Econophile's picture




 

Part I
(This is included for those who didn't read Part I on Wednesday. To skip down to Part II, click here.)

There are 15.1 million workers unemployed in America (U-1). Another 9 million are working temp for economic reasons, and another 2.5 million are marginally attached or discouraged from the work force (U-6). That is about 26.6 million people in trouble. We can argue about the "true" number of unemployed but for the purpose of this article, the fact that it is high under any measure is sufficient.

The labor participation rate, which shows what percentage of the workforce is engaged in employment, has been steadily dropping for ten years:

It hovered at about the 60th percentile for many years (1948 to 1970) and then it took off in 1970 and peaked at 67.1% from 1997 to 2001 when it started declining to its present level.

Thus, it seems that we have been going backward for the past ten years after rising rather steadily for 30 years.

What has happened during the past ten years? We have experienced two business cycles as a result of the Federal Reserve's money manipulation. The Dot com boom result in the Dot bomb bust of 2001 to 2004 and stubborn, but moderate unemployment. In our current cycle, unemployment has risen sharply since late 2007. These two unemployment cycles have lasted longer than any other Post-WWII cycle. This chart illustrates the problem:

Note the duration of the brown line (2001) and the red line (2007). Just from looking at this chart it is obvious that these recent cycles have been more difficult for the government and the Fed to "stimulate" into jobful recoveries. The depth of our current recession is unprecedented for the period following WWII.

The Big Questions: Why does unemployment persist? What is different about this cycle that makes it worse than others?

One answer is that many jobs created during these booms aren't coming back. Another answer is that a lack of "real capital" will hinder robust job growth.

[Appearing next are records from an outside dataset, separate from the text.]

use glam::DVec3;
use serde::{Deserialize, Serialize};
use thiserror::Error;

use crate::catalog::csv::parse_decimal;
use crate::catalog::Catalog;
use crate::gps::token::GpsToken;
use crate::navigation::gravity::safe_distance;

#[derive(Clone, Debug, Error, PartialEq, Eq)]
pub enum ParseError {
    #[error("location is empty")]
    Empty,
    #[error("`{0}` is not a GPS token, X,Y,Z coordinates or a known object name")]
    Unresolved(String),
}

/// A resolved navigation point.
#[derive(Clone, Debug, Serialize, Deserialize, PartialEq)]
pub struct RoutePoint {
    pub position: DVec3,
    pub name: String,
    /// Catalog body the point was derived from; only set for name lookups.
    pub origin: Option<String>,
}

impl RoutePoint {
    pub fn free(name: impl Into<String>, position: DVec3) -> Self {
        RoutePoint {
            position,
            name: name.into(),
            origin: None,
        }
    }
}

/// Parses `x,y,z` with exactly three finite components. Spaces inside
/// components are ignored.
pub fn parse_coordinate_triplet(input: &str) -> Option<DVec3> {
    let parts: Vec<&str> = input.split(',').collect();
    if parts.len() != 3 {
        return None;
    }
    let mut coords = [0.0; 3];
    for (slot, part) in coords.iter_mut().zip(&parts) {
        let compact: String = part.chars().filter(|c| !c.is_whitespace()).collect();
        *slot = parse_decimal(&compact)?;
    }
    Some(DVec3::from_array(coords))
}

/// Resolves a GPS token or coordinate triplet, without catalog lookup.
pub fn parse_free_point(input: &str) -> Option<RoutePoint> {
    let value = input.trim();
    if let Some(token) = GpsToken::parse_lenient(value) {
        return Some(RoutePoint::free(token.name, token.position));
    }
    parse_coordinate_triplet(value).map(|position| RoutePoint::free("Coordinates", position))
}

/// Resolves a location typed by the user.
///
/// Tries, in order: a GPS token, an `x,y,z` triplet, and a case-insensitive
/// name fragment. A body found by name is not returned at its centre: the
/// point is pushed out along the body's direction from the system origin
/// by its safe distance (surface plus gravity well). Bodies at the origin
/// are pushed along +Z.
pub fn resolve_location(input: &str, catalog: &Catalog) -> Result<RoutePoint, ParseError> {
    let value = input.trim();
    if value.is_empty() {
        return Err(ParseError::Empty);
    }
    if let Some(point) = parse_free_point(value) {
        return Ok(point);
    }

    let body = catalog
        .find_by_fragment(value)
        .ok_or_else(|| ParseError::Unresolved(value.to_string()))?;
    let direction = body.position.try_normalize().unwrap_or(DVec3::Z);
    Ok(RoutePoint {
        position: body.position + direction * safe_distance(body),
        name: format!("{} (safe distance)", body.name),
        origin: Some(body.name.clone()),
    })
}
pub mod gravity;
pub mod obstacles;
pub mod route;

pub use gravity::{gravity_radius, safe_distance};
pub use obstacles::{detect_obstacles, Obstacle};
pub use route::{plan_route, RouteInputError, RoutePlanner, RouteSummary};
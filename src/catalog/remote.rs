use std::time::{Duration, SystemTime, UNIX_EPOCH};

use rand::Rng;
use reqwest::blocking::Client;
use reqwest::header::{CACHE_CONTROL, EXPIRES, IF_MODIFIED_SINCE, PRAGMA};

use crate::catalog::loader::{CatalogFetcher, CatalogLoadError, FetchMode};

/// Fetches the catalog over HTTP.
///
/// The first attempt appends a cache-busting query and sends no-cache
/// headers. The retry is a plain GET.
pub struct HttpFetcher {
    client: Client,
    url: String,
}

impl HttpFetcher {
    pub fn new(url: impl Into<String>) -> Result<Self, CatalogLoadError> {
        let client = Client::builder()
            .user_agent("starmap-navigator/0.1")
            .timeout(Duration::from_secs(30))
            .build()
            .map_err(|err| CatalogLoadError::Fetch(err.to_string()))?;
        Ok(HttpFetcher {
            client,
            url: url.into(),
        })
    }

    fn cache_busted_url(&self) -> String {
        let millis = SystemTime::now()
            .duration_since(UNIX_EPOCH)
            .map(|d| d.as_millis())
            .unwrap_or(0);
        let nonce: u32 = rand::rng().random();
        let separator = if self.url.contains('?') { '&' } else { '?' };
        format!("{}{separator}v={millis}&r={nonce:x}&nocache=1", self.url)
    }
}

impl CatalogFetcher for HttpFetcher {
    fn describe(&self) -> String {
        self.url.clone()
    }

    fn fetch(&self, mode: FetchMode) -> Result<String, CatalogLoadError> {
        let request = match mode {
            FetchMode::NoCache => self
                .client
                .get(self.cache_busted_url())
                .header(CACHE_CONTROL, "no-cache, no-store, must-revalidate, max-age=0")
                .header(PRAGMA, "no-cache")
                .header(EXPIRES, "0")
                .header(IF_MODIFIED_SINCE, "Thu, 01 Jan 1970 00:00:00 GMT"),
            FetchMode::Plain => self.client.get(&self.url),
        };
        request
            .send()
            .and_then(|response| response.error_for_status())
            .and_then(|response| response.text())
            .map_err(|err| CatalogLoadError::Fetch(err.to_string()))
    }
}
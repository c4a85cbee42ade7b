//! Error type for `zoo-store-sqlite`.

use rusqlite::{ErrorCode, ffi};
use thiserror::Error;

#[derive(Debug, Error)]
pub enum Error {
  #[error("core error: {0}")]
  Core(#[from] zoo_core::Error),

  /// A `UNIQUE` key already holds this value. Nothing was written.
  #[error("uniqueness violated: {0}")]
  UniqueViolation(String),

  /// A referenced row does not exist, or a restricted parent still has
  /// children. Nothing was written.
  #[error("foreign key violated: {0}")]
  ForeignKeyViolation(String),

  /// Any other constraint class (`CHECK`, `NOT NULL`).
  #[error("constraint violated: {0}")]
  Constraint(String),

  #[error("database error: {0}")]
  Database(tokio_rusqlite::Error),

  #[error("password hashing error: {0}")]
  PasswordHash(String),

  #[error("database schema version {found} is newer than supported version {supported}")]
  SchemaTooNew { found: i32, supported: i32 },
}

impl Error {
  pub fn is_constraint_violation(&self) -> bool {
    matches!(
      self,
      Error::UniqueViolation(_) | Error::ForeignKeyViolation(_) | Error::Constraint(_)
    )
  }
}

impl From<tokio_rusqlite::Error> for Error {
  fn from(err: tokio_rusqlite::Error) -> Self {
    match err {
      tokio_rusqlite::Error::Rusqlite(rusqlite::Error::SqliteFailure(code, msg))
        if code.code == ErrorCode::ConstraintViolation =>
      {
        let msg = msg.unwrap_or_else(|| code.to_string());
        match code.extended_code {
          ffi::SQLITE_CONSTRAINT_UNIQUE | ffi::SQLITE_CONSTRAINT_PRIMARYKEY => {
            Error::UniqueViolation(msg)
          }
          ffi::SQLITE_CONSTRAINT_FOREIGNKEY => Error::ForeignKeyViolation(msg),
          // `ON DELETE RESTRICT` fires through SQLite's internal FK trigger.
          ffi::SQLITE_CONSTRAINT_TRIGGER if msg.starts_with("FOREIGN KEY") => {
            Error::ForeignKeyViolation(msg)
          }
          _ => Error::Constraint(msg),
        }
      }
      other => Error::Database(other),
    }
  }
}

pub type Result<T, E = Error> = std::result::Result<T, E>;
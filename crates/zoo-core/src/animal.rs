//! Individual animals held by a zoo.

use std::{fmt, str::FromStr};

use serde::{Deserialize, Serialize};

use crate::{
  Error, Result,
  id::{AnimalId, SpeciesId, ZooId},
};

/// Sex of an animal; persisted as a single character.
#[derive(Debug, Clone, Copy, PartialEq, Eq, Hash, Serialize, Deserialize)]
pub enum Sex {
  #[serde(rename = "M")]
  Male,
  #[serde(rename = "F")]
  Female,
}

impl Sex {
  pub fn code(self) -> &'static str {
    match self {
      Sex::Male => "M",
      Sex::Female => "F",
    }
  }
}

impl FromStr for Sex {
  type Err = Error;

  fn from_str(s: &str) -> Result<Self> {
    match s.trim() {
      "M" | "m" => Ok(Sex::Male),
      "F" | "f" => Ok(Sex::Female),
      other => Err(Error::InvalidSex(other.to_owned())),
    }
  }
}

impl fmt::Display for Sex {
  fn fmt(&self, f: &mut fmt::Formatter<'_>) -> fmt::Result {
    f.write_str(self.code())
  }
}

#[derive(Debug, Clone, PartialEq, Eq, Serialize, Deserialize)]
pub struct Animal {
  pub animal_id:         AnimalId,
  /// Removing the zoo removes its animals.
  pub zoo_id:            ZooId,
  /// A species cannot be deleted while an animal references it.
  pub species_id:        SpeciesId,
  pub sex:               Sex,
  pub birth_year:        Option<i32>,
  pub country_of_origin: Option<String>,
  pub continent:         Option<String>,
}

/// Insert/update payload for an [`Animal`].
#[derive(Debug, Clone, PartialEq, Eq, Serialize, Deserialize)]
pub struct NewAnimal {
  pub zoo_id:            ZooId,
  pub species_id:        SpeciesId,
  pub sex:               Sex,
  pub birth_year:        Option<i32>,
  pub country_of_origin: Option<String>,
  pub continent:         Option<String>,
}

impl NewAnimal {
  pub fn new(zoo_id: ZooId, species_id: SpeciesId, sex: Sex) -> Self {
    Self {
      zoo_id,
      species_id,
      sex,
      birth_year: None,
      country_of_origin: None,
      continent: None,
    }
  }
}
//! Command-line surface of the `zoo` binary.

use std::{fmt, path::PathBuf};

use chrono::NaiveDate;
use clap::{Parser, Subcommand, ValueEnum};
use zoo_core::{animal::Sex, money::Money};

#[derive(Parser, Debug)]
#[command(name = "zoo", version, about = "Manage zoo records in a local SQLite store")]
pub struct Cli {
  /// Path to the TOML configuration file.
  #[arg(short, long, default_value = "zoo.toml")]
  pub config: PathBuf,

  /// Database file; overrides `database_path` from the configuration.
  #[arg(long, env = "ZOO_DATABASE")]
  pub database: Option<PathBuf>,

  #[command(subcommand)]
  pub command: Command,
}

#[derive(Subcommand, Debug)]
pub enum Command {
  /// Create or upgrade the database and print its profiles and counts.
  Init,

  /// Check a username/password pair and print the profile it maps to.
  Login {
    username: String,
    /// Read from stdin when omitted.
    #[arg(long, env = "ZOO_PASSWORD", hide_env_values = true)]
    password: Option<String>,
  },

  /// Change a user's password after checking the current one.
  Passwd {
    username: String,
    /// Read from stdin when omitted.
    #[arg(long)]
    current: Option<String>,
    /// Read from stdin when omitted.
    #[arg(long = "new")]
    new_password: Option<String>,
  },

  /// Find the account registered under an email address.
  Whois { email: String },

  /// Row counts plus the users registered between two dates (YYYY-MM-DD,
  /// both inclusive, either may be omitted).
  Report {
    #[arg(long)]
    from:  Option<NaiveDate>,
    #[arg(long)]
    until: Option<NaiveDate>,
  },

  /// Print every row of a table.
  List { entity: Entity },

  /// Print one row.
  Show { entity: Entity, id: i64 },

  /// Insert a row and print its new id.
  #[command(subcommand)]
  Add(Draft),

  /// Replace every field of an existing row.
  Update {
    id:    i64,
    #[command(subcommand)]
    draft: Draft,
  },

  /// Delete a row. Deleting a missing id is not an error.
  Delete { entity: Entity, id: i64 },
}

#[derive(ValueEnum, Clone, Copy, Debug, PartialEq, Eq)]
pub enum Entity {
  Country,
  City,
  Zoo,
  Species,
  Animal,
  Profile,
  User,
}

impl fmt::Display for Entity {
  fn fmt(&self, f: &mut fmt::Formatter<'_>) -> fmt::Result {
    let name = match self {
      Entity::Country => "country",
      Entity::City => "city",
      Entity::Zoo => "zoo",
      Entity::Species => "species",
      Entity::Animal => "animal",
      Entity::Profile => "profile",
      Entity::User => "user",
    };
    f.write_str(name)
  }
}

/// Field values for `add` and `update`. Parsing (numbers, money, sex code)
/// happens here so the store only ever sees typed values.
#[derive(Subcommand, Debug, Clone)]
pub enum Draft {
  Country {
    name: String,
  },
  City {
    name:    String,
    #[arg(long)]
    country: i64,
  },
  Zoo {
    name:   String,
    #[arg(long)]
    city:   i64,
    /// Surface in square meters.
    #[arg(long)]
    area:   Option<i64>,
    /// Annual budget, e.g. `100000.50`.
    #[arg(long)]
    budget: Option<Money>,
  },
  Species {
    common_name:     String,
    scientific_name: String,
    #[arg(long)]
    family:          Option<String>,
    #[arg(long)]
    endangered:      bool,
  },
  Animal {
    #[arg(long)]
    zoo:       i64,
    #[arg(long)]
    species:   i64,
    /// `M` or `F`.
    #[arg(long)]
    sex:       Sex,
    #[arg(long)]
    born:      Option<i32>,
    #[arg(long)]
    origin:    Option<String>,
    #[arg(long)]
    continent: Option<String>,
  },
  Profile {
    name: String,
  },
  User {
    username: String,
    email:    String,
    /// Profile id; defaults to the self-registration `user` profile.
    #[arg(long)]
    profile:  Option<i64>,
    /// Read from stdin when omitted.
    #[arg(long)]
    password: Option<String>,
  },
}
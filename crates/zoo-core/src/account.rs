//! Access profiles and user accounts.
//!
//! Passwords only ever travel inward: [`NewUser`] carries the plaintext that
//! the store hashes on write, and [`User`] has no credential field at all.

use chrono::{DateTime, Utc};
use serde::{Deserialize, Serialize};

use crate::id::{ProfileId, UserId};

/// An access role such as `admin` or `user`. Which screens a role may reach
/// is decided by the consumer, not by the store.
#[derive(Debug, Clone, PartialEq, Eq, Serialize, Deserialize)]
pub struct Profile {
  pub profile_id: ProfileId,
  pub name:       String,
}

#[derive(Debug, Clone, PartialEq, Eq, Serialize, Deserialize)]
pub struct User {
  pub user_id:       UserId,
  pub username:      String,
  pub email:         String,
  pub profile_id:    ProfileId,
  /// Assigned by the store when the row is created; never changed afterwards.
  pub registered_at: DateTime<Utc>,
}

/// Insert/update payload for a [`User`]. An update re-hashes `password`.
#[derive(Clone, Serialize, Deserialize)]
pub struct NewUser {
  pub username:   String,
  pub email:      String,
  pub password:   String,
  pub profile_id: ProfileId,
}

impl NewUser {
  pub fn new(
    username: impl Into<String>,
    email: impl Into<String>,
    password: impl Into<String>,
    profile_id: ProfileId,
  ) -> Self {
    Self {
      username: username.into(),
      email: email.into(),
      password: password.into(),
      profile_id,
    }
  }
}

// Keep the plaintext out of logs.
impl std::fmt::Debug for NewUser {
  fn fmt(&self, f: &mut std::fmt::Formatter<'_>) -> std::fmt::Result {
    f.debug_struct("NewUser")
      .field("username", &self.username)
      .field("email", &self.email)
      .field("password", &"<redacted>")
      .field("profile_id", &self.profile_id)
      .finish()
  }
}
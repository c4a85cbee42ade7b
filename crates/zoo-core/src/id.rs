//! Integer identifiers, one newtype per table.
//!
//! Identifiers are assigned by the store on insert and never reused, so a
//! stale id can only ever miss, never hit a different row.

use std::fmt;

use serde::{Deserialize, Serialize};

macro_rules! id_type {
  ($(#[$meta:meta])* $name:ident) => {
    $(#[$meta])*
    #[derive(
      Debug, Clone, Copy, PartialEq, Eq, PartialOrd, Ord, Hash, Serialize, Deserialize,
    )]
    #[serde(transparent)]
    pub struct $name(pub i64);

    impl $name {
      pub fn get(self) -> i64 { self.0 }
    }

    impl From<i64> for $name {
      fn from(raw: i64) -> Self { Self(raw) }
    }

    impl From<$name> for i64 {
      fn from(id: $name) -> Self { id.0 }
    }

    impl fmt::Display for $name {
      fn fmt(&self, f: &mut fmt::Formatter<'_>) -> fmt::Result {
        self.0.fmt(f)
      }
    }
  };
}

id_type!(CountryId);
id_type!(CityId);
id_type!(ZooId);
id_type!(SpeciesId);
id_type!(AnimalId);
id_type!(
  /// Identifier of an access role. The seeded `admin` profile is id 1 and
  /// the self-registration `user` profile is id 2.
  ProfileId
);
id_type!(UserId);

impl ProfileId {
  pub const ADMIN: Self = Self(1);
  pub const USER: Self = Self(2);
}
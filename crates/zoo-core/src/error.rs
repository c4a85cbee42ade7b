//! Error types for `zoo-core`.

use thiserror::Error;

#[derive(Debug, Error)]
pub enum Error {
  #[error("invalid sex code: {0:?} (expected 'M' or 'F')")]
  InvalidSex(String),

  #[error("invalid amount: {0:?}")]
  InvalidMoney(String),
}

pub type Result<T, E = Error> = std::result::Result<T, E>;
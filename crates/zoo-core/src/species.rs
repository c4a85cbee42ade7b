//! Species catalogue.

use serde::{Deserialize, Serialize};

use crate::id::SpeciesId;

#[derive(Debug, Clone, PartialEq, Eq, Serialize, Deserialize)]
pub struct Species {
  pub species_id:      SpeciesId,
  pub common_name:     String,
  /// Unique across the whole catalogue.
  pub scientific_name: String,
  pub family:          Option<String>,
  pub endangered:      bool,
}

/// Insert/update payload for a [`Species`].
#[derive(Debug, Clone, PartialEq, Eq, Serialize, Deserialize)]
pub struct NewSpecies {
  pub common_name:     String,
  pub scientific_name: String,
  pub family:          Option<String>,
  #[serde(default)]
  pub endangered:      bool,
}

impl NewSpecies {
  pub fn new(common_name: impl Into<String>, scientific_name: impl Into<String>) -> Self {
    Self {
      common_name:     common_name.into(),
      scientific_name: scientific_name.into(),
      family:          None,
      endangered:      false,
    }
  }
}
//! Password hashing for stored accounts.
//!
//! Credentials are argon2id PHC strings (`$argon2id$v=19$…`) with a random
//! salt per password. Verification reads the parameters back out of the PHC
//! string, so changing the cost only affects newly written hashes.

use argon2::{
  Algorithm, Argon2, Params, PasswordHash, PasswordVerifier, Version,
  PasswordHasher as _, password_hash::SaltString,
};
use rand_core::OsRng;

use crate::{Error, Result};

/// Hashes and verifies account passwords.
#[derive(Clone, Default)]
pub struct CredentialHasher {
  argon2: Argon2<'static>,
}

impl CredentialHasher {
  /// argon2id with a custom memory cost (KiB) and iteration count, single
  /// lane.
  pub fn with_cost(memory_kib: u32, iterations: u32) -> Result<Self> {
    let params = Params::new(memory_kib, iterations, 1, None)
      .map_err(|e| Error::PasswordHash(e.to_string()))?;
    Ok(Self { argon2: Argon2::new(Algorithm::Argon2id, Version::V0x13, params) })
  }

  pub fn hash(&self, password: &str) -> Result<String> {
    let salt = SaltString::generate(&mut OsRng);
    Ok(
      self
        .argon2
        .hash_password(password.as_bytes(), &salt)
        .map_err(|e| Error::PasswordHash(e.to_string()))?
        .to_string(),
    )
  }

  /// Constant-time check of `password` against a stored PHC string. A
  /// malformed stored hash never verifies.
  pub fn verify(&self, password: &str, phc: &str) -> bool {
    let Ok(parsed) = PasswordHash::new(phc) else {
      return false;
    };
    self.argon2.verify_password(password.as_bytes(), &parsed).is_ok()
  }
}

The Dot com boom tricked those involved in it that they were experiencing a "New Paradigm," or a world where profitability mattered less than "concept," where buzz meant more than feasibility.  Tremendous amounts of capital poured into dubious companies. The Geek Moment was at its all-time high, and they poured into Silicon Valley to make their overnight fortunes. That ended as soon as Alan Greenspan wrote "irrational exuberance" on the blackboard 100 times. What had made sense during the heat of the moment didn't look so good when the Fed's juice ran out. It was like a game of musical chairs, but in this game half of the chairs were taken away when the music stopped. Those jobs disappeared never to come back. Just look at the brown line again on the spaghetti chart: it took 47 months for employment to get back to positive job growth.

The Crash of  '08 was the biggest credit bubble the world has ever seen. New Fed money flows somewhere during booms and this time it was into housing. It was so vast that the spillover poured into commercial real estate, leisure and hospitality, autos, consumer goods, and student loans.  As we are finding, this boom spread to most of OECD economies (Organization for Economic Cooperation and Development, comprising 34 of the world's more prosperous economies). Fake wealth from new credit instruments spread worldwide as investors jumped lemming-like into the pool.

Credit bubbles never last. When the frenzy created by easy money starts to spin out of control the Fed regains some sanity and stops "printing money" by raising interest rates. Then things fall apart. This is the inevitable bust phase of the cycle.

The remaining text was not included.